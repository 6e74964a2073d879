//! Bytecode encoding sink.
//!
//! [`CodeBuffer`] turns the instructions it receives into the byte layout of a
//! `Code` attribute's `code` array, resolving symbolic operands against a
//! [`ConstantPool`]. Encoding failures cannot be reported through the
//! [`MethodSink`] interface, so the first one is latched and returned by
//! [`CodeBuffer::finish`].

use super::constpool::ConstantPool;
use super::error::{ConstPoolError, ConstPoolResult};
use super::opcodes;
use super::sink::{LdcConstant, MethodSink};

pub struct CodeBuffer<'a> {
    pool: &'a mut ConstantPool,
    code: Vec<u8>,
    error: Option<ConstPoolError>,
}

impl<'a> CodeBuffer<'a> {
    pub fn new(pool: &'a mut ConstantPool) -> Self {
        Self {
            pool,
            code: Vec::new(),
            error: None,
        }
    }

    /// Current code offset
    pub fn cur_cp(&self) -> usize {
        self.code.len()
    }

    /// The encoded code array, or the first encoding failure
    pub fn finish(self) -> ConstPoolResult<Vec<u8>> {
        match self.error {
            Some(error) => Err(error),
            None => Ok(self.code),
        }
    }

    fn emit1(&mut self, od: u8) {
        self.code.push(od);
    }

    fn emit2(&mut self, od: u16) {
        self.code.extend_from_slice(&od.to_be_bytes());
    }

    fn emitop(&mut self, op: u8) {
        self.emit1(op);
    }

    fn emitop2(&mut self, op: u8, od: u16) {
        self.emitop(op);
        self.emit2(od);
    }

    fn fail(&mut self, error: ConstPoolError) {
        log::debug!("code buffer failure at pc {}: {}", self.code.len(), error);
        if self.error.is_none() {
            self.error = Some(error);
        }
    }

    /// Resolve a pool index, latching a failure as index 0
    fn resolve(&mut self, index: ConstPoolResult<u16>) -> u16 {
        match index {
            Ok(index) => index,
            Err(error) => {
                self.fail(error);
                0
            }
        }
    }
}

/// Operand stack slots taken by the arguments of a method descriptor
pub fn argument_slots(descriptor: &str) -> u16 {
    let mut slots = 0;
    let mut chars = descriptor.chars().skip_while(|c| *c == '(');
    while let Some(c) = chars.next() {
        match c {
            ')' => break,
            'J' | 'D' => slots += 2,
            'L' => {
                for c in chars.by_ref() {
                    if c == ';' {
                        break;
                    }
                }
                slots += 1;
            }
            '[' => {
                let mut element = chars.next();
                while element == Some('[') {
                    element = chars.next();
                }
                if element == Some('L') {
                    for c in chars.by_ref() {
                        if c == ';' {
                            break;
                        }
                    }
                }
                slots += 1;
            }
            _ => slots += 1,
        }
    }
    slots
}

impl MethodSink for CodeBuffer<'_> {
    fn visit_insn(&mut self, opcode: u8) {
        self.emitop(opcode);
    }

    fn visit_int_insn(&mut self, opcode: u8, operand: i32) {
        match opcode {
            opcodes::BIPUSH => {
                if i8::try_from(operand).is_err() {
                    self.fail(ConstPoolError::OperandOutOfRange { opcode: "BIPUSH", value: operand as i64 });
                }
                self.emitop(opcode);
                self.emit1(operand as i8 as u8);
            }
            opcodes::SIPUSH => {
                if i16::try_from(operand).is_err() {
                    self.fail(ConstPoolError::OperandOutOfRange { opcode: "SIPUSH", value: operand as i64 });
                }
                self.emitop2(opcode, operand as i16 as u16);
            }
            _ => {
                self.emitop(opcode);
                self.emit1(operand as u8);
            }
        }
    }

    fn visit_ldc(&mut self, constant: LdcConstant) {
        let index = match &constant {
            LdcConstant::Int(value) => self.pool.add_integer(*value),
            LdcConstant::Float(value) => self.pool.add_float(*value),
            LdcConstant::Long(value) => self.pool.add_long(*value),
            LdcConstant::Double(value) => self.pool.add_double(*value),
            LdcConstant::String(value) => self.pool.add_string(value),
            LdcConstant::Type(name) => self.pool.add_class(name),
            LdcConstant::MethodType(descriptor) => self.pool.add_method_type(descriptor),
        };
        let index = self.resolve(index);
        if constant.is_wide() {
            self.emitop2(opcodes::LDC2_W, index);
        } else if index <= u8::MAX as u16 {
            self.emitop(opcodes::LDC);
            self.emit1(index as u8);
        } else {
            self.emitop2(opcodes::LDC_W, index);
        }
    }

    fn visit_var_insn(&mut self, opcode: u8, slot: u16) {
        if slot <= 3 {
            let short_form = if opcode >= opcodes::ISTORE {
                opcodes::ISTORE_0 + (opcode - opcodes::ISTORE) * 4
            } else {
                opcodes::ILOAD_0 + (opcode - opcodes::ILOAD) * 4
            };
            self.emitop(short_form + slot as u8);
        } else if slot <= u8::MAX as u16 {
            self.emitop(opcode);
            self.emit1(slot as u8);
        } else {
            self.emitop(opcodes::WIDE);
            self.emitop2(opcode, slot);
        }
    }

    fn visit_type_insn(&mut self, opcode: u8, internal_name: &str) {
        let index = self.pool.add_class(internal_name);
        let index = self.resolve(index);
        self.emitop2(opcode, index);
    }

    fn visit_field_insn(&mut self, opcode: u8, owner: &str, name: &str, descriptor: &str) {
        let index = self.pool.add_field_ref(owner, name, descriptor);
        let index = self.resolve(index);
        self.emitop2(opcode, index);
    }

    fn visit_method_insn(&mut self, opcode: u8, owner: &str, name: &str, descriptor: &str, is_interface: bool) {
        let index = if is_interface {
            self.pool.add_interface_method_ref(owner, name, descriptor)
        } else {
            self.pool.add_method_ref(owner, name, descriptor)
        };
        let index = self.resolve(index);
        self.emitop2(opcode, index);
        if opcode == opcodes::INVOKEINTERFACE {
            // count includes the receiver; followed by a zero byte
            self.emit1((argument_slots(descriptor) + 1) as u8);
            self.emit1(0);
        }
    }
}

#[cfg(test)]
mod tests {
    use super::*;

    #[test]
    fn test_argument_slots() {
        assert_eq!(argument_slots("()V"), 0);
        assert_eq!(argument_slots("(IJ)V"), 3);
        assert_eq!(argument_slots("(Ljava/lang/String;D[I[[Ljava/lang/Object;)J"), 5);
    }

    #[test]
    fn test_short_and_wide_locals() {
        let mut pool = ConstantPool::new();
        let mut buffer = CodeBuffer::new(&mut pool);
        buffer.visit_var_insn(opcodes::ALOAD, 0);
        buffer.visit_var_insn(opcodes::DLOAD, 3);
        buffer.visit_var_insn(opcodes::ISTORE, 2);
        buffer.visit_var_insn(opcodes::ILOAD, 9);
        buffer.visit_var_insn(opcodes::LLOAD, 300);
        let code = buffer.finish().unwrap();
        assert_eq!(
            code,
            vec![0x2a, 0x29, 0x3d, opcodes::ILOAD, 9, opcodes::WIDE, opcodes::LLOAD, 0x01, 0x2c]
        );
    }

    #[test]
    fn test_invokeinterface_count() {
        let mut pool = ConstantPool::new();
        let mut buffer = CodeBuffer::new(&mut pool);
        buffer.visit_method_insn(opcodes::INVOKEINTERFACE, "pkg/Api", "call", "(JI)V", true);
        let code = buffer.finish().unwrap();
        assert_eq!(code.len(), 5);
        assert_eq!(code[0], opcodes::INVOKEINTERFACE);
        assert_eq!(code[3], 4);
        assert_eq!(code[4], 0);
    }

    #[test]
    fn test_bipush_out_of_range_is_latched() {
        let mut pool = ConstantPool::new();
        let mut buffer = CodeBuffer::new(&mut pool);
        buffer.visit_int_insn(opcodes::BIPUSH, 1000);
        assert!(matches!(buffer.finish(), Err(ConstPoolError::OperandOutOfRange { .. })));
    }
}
..........
• _To do_
Copy each line of the data that includes the word "LLOAD".

• _Result for this exercise_
        buffer.visit_var_insn(opcodes::LLOAD, 300);
            vec![0x2a, 0x29, 0x3d, opcodes::ILOAD, 9, opcodes::WIDE, opcodes::LLOAD, 0x01, 0x2c]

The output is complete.